Auto Shankar is a 2005 Indian Kannada-language masala film starring Upendra, Shilpa Shetty, and Radhika. The film was directed by D. Rajendra Babu and produced by Ramu, of Ramu Enterprises. It tells the story of Shankar, an autorickshaw driver belonging to a middle-class family, who gets into a conflict with Maya, a moneylender. However, the tables turn when she loses her property and they fall in love.

The film was dubbed in Tamil as Aanavakari, in Hindi as Shilpa - The Big Don in 2007 and in Malayalam as Sarappa Sundari. The film was remade in Bangladesh in 2017 as Ohongkar.

== Synopsis ==
Shankar is a middle-class autorickshaw driver. He is friendly and jovial. Maya, a moneylender, is brought up in a rich family and is portrayed as a boorish character. She is unscrupulous in recovering loans given to the poor and has designed crude methods to recover the money. She is also the daughter of a lady don.

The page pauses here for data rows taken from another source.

//! Lookup metrics for translators.
//!
//! Counts how often keys resolve from the dictionary versus falling back to
//! the `|key|` sentinel or verbatim text. Useful for spotting untranslated
//! strings in a running application.

use serde::Serialize;
use std::sync::atomic::{AtomicUsize, Ordering};

/// Shared lookup counters. Attach one instance to many translators with
/// [`Translator::with_metrics`](crate::i18n::Translator::with_metrics) or
/// [`TranslatorFactory::set_metrics`](crate::i18n::TranslatorFactory::set_metrics).
#[derive(Debug, Default)]
pub struct LookupMetrics {
    /// Keys found in the dictionary
    hits: AtomicUsize,

    /// Missing keys that looked namespaced (rendered as `|key|`)
    namespaced_misses: AtomicUsize,

    /// Missing keys used verbatim as the message
    verbatim_fallbacks: AtomicUsize,

    /// Positional formatting failures
    format_failures: AtomicUsize,
}

impl LookupMetrics {
    pub fn new() -> Self {
        Self::default()
    }

    pub fn record_hit(&self) {
        self.hits.fetch_add(1, Ordering::Relaxed);
    }

    pub fn record_namespaced_miss(&self) {
        self.namespaced_misses.fetch_add(1, Ordering::Relaxed);
    }

    pub fn record_verbatim_fallback(&self) {
        self.verbatim_fallbacks.fetch_add(1, Ordering::Relaxed);
    }

    pub fn record_format_failure(&self) {
        self.format_failures.fetch_add(1, Ordering::Relaxed);
    }

    pub fn hits(&self) -> usize {
        self.hits.load(Ordering::Relaxed)
    }

    pub fn namespaced_misses(&self) -> usize {
        self.namespaced_misses.load(Ordering::Relaxed)
    }

    pub fn verbatim_fallbacks(&self) -> usize {
        self.verbatim_fallbacks.load(Ordering::Relaxed)
    }

    pub fn format_failures(&self) -> usize {
        self.format_failures.load(Ordering::Relaxed)
    }

    /// Generate a metrics report.
    pub fn report(&self) -> MetricsReport {
        let hits = self.hits();
        let namespaced_misses = self.namespaced_misses();
        let verbatim_fallbacks = self.verbatim_fallbacks();
        let lookups = hits + namespaced_misses + verbatim_fallbacks;
        let hit_rate = if lookups > 0 {
            (hits as f64 / lookups as f64) * 100.0
        } else {
            0.0
        };

        MetricsReport {
            hits,
            namespaced_misses,
            verbatim_fallbacks,
            format_failures: self.format_failures(),
            hit_rate,
        }
    }

    /// Reset all counters to zero.
    pub fn reset(&self) {
        self.hits.store(0, Ordering::Relaxed);
        self.namespaced_misses.store(0, Ordering::Relaxed);
        self.verbatim_fallbacks.store(0, Ordering::Relaxed);
        self.format_failures.store(0, Ordering::Relaxed);
    }
}

/// Point-in-time snapshot of [`LookupMetrics`].
#[derive(Debug, Clone, Serialize)]
pub struct MetricsReport {
    pub hits: usize,
    pub namespaced_misses: usize,
    pub verbatim_fallbacks: usize,
    pub format_failures: usize,

    /// Dictionary hits as a percentage (0-100) of all lookups
    pub hit_rate: f64,
}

Shankar defends the poor and fights the moneylenders. Several interesting battles follow, after which the Maya loses all her property and prestige. It is also revealed that she is not really the daughter of the lady don. She then learns a lesson that reforms her attitude. She makes amends, and Shankar embraces her as the two fall in love. The rest forms the plot of the story.

==Cast==

- Upendra as Auto Shankar
- Radhika Kumaraswamy as Gowri
- Shilpa Shetty as Maya, an arrogant moneylender
- Sudharani as Geeta, Shankar's sister
- Bhavya as an Auto driver's wife
- Srinivasa Murthy as Shankar's father
- Sumithra as Shankar's mother
- Gurukiran as Akash, Geeta's husband
- Avinash as Ramayya, Maya's biological father
- Tara as Maya's biological mother
- Srinivas Prabhu
- Ramesh Bhat as a victim whose daughter committed suicide due to Maya
- Ashok Rao as DGP of Police
- Lakshman Rao as Corrupt Police Inspector
- Doddanna as Kalamma's husband
- Rangayana Raghu as Maava, Kalamma's accountant
- Telangana Shakuntala as Kalamma, a don and Maya's adopted mother
- Ashalatha
- Mohan Raj as Peddodu, Kalamma's brother
- Rajashekhar Kotian as Chinnodu, Kalamma's brother
- Mohan Juneja as a man who came to see Geeta for a marriage proposal
- Maarimutthu Sarojamma
- Shanthamma
- H. M. T. Nandha
- Padma Vasanthi
- Sadhu Kokila as Anandha, Gowri's maternal uncle
- B. Jayamma
- Bangalore Nagesh as Kalamma's husband's accountant
- Dileep
- M. N. Suresh
- Pailwaan Venu

==Production ==
The film was launched at Gavi Gangadeshwara Temple in Basavanagudi in Bangalore. As the director was ill during the majority of the shoot, Telugu cinema's renowned associate director Shiva Ramakrishna, an associate of Puri Jagannadh, directed the songs, fight sequences and a major portion of Shilpa Shetty's scenes. The movie was filmed in different locations including Austria, Finland, the Bangalore Palace, and the Mysore Lamps Factory, Mysore.

=== Controversy ===
The film sparked off a controversy with regard to a movie poster depicted a glamour still of Shilpa Shetty from the film. A Madurai based lawyer filed an obscenity case against Shetty. Shetty however, protested by saying that "It (the photo) is not vulgar. I am an actor and an entertainer and I won't endorse vulgarity".

==Soundtrack==
The music is composed by Gurukiran.

The music of the song "Ready Ready" was used in the Telugu film Nagavalli and the music was given by Guru Kiran.

| Song title | Singers |
|---|---|
| "Kabaddi Kabaddi" | Rajesh Krishnan, Malathi |
| "Kachhi Kachhi" | Udit Narayan |
| "Line Hodi" | Malgudi Subha, Guru Kiran |
| "Raja Muddu Raja" | S. Janaki, P. B. Sreenivas |
| "Ready Ready" | S. P. Balasubrahmanyam |
| "Yen Madlo" | Sundar |

==Reception==
Film critic R. G. Vijayasarathy of IANS wrote that "Auto Shankar is one of those typical mass (or it masala) films which are made in style but lack substance". B. S. Srivani of Deccan Herald wrote "Ajaykumar has written an 'original' screenplay which is heavily influenced by Telugu movies -even the scenes reek of Telugu overtones. It is sad to see a director of Rajndra Babu's calibre picturising 'reality' in such a crude manner".

==Box office==
Auto Shankar successfully ran for 100 days. The film was released at the same time as the Puneeth Rajkumar starrer Namma Basava and there was a fierce competition between the two films. Both the films were successful at the box office, but Auto Shankar turned out to be more successful than Namma Basava.